Rz. 73
Der Begriff der "substantive business operations" findet sich in ähnlicher Weise auch in vielen anderen Handelsabkommen. Im Allgemeinen soll dadurch eine missbräuchliche Ausnutzung des jeweiligen Abkommens verhindert werden. Der Schutz von Handelsabkommen soll grundsätzlich nur für ausländische Handelsgesellschaften gelten, nicht aber auch für Pseudo-Auslandsgesellschaften bzw.
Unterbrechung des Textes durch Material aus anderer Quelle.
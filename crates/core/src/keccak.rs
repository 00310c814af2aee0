// Copyright 2024 RISC Zero, Inc.
//
// Licensed under the Apache License, Version 2.0 (the "License");
// you may not use this file except in compliance with the License.
// You may obtain a copy of the License at
//
//     http://www.apache.org/licenses/LICENSE-2.0
//
// Unless required by applicable law or agreed to in writing, software
// distributed under the License is distributed on an "AS IS" BASIS,
// WITHOUT WARRANTIES OR CONDITIONS OF ANY KIND, either express or implied.
// See the License for the specific language governing permissions and
// limitations under the License.

use alloy_primitives::{Address, B256};
use tiny_keccak::{Hasher, Keccak};

/// Computes the Keccak-256 hash of the provided data.
///
/// This is the digest the signer is asked to sign and the one both verification paths
/// re-derive from the unsigned message.
#[inline]
pub fn keccak(data: impl AsRef<[u8]>) -> [u8; 32] {
    let mut hasher = Keccak::v256();
    hasher.update(data.as_ref());
    let mut output = [0; 32];
    hasher.finalize(&mut output);
    output
}

/// Same as [keccak], wrapped in a [B256].
#[inline]
pub fn keccak_b256(data: impl AsRef<[u8]>) -> B256 {
    B256::from(keccak(data))
}

/// Derives the account address from an uncompressed SEC1 public key (`0x04 || x || y`).
///
/// Returns `None` for any other key encoding.
pub fn address_from_uncompressed(public_key: &[u8]) -> Option<Address> {
    match public_key {
        [0x04, coordinates @ ..] if coordinates.len() == 64 => {
            let hash = keccak(coordinates);
            Some(Address::from_slice(&hash[12..]))
        }
        _ => None,
    }
}

#[cfg(test)]
mod tests {
    use alloy_primitives::b256;

    use super::*;

    #[test]
    fn empty() {
        assert_eq!(
            keccak_b256(b""),
            b256!("c5d2460186f7233c927e7db2dcc703c0e500b653ca82273b7bfad8045d85a470")
        );
    }

    #[test]
    fn rejects_compressed_key() {
        assert!(address_from_uncompressed(&[0x02; 33]).is_none());
        assert!(address_from_uncompressed(&[0x04; 64]).is_none());
    }
}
Briefkastengesellschaften.
Rz. 74
Eine ähnliche Auslegung dürfte auch für das Handelsabkommen zwischen der Europäischen Union und dem Vereinigten Königreich sachgerecht sein. Ziel der Vertragsparteien ist der Schutz solcher Gesellschaften, die in dem anderen Vertragsstaat tatsächlich und dauerhaft wirtschaftlich tätig sind. Dafür müssen die Unternehmen über eine gewisse Substanz und Ausstattung verfügen. Die formale Registrierung der Gesellschaft genügt insoweit nicht.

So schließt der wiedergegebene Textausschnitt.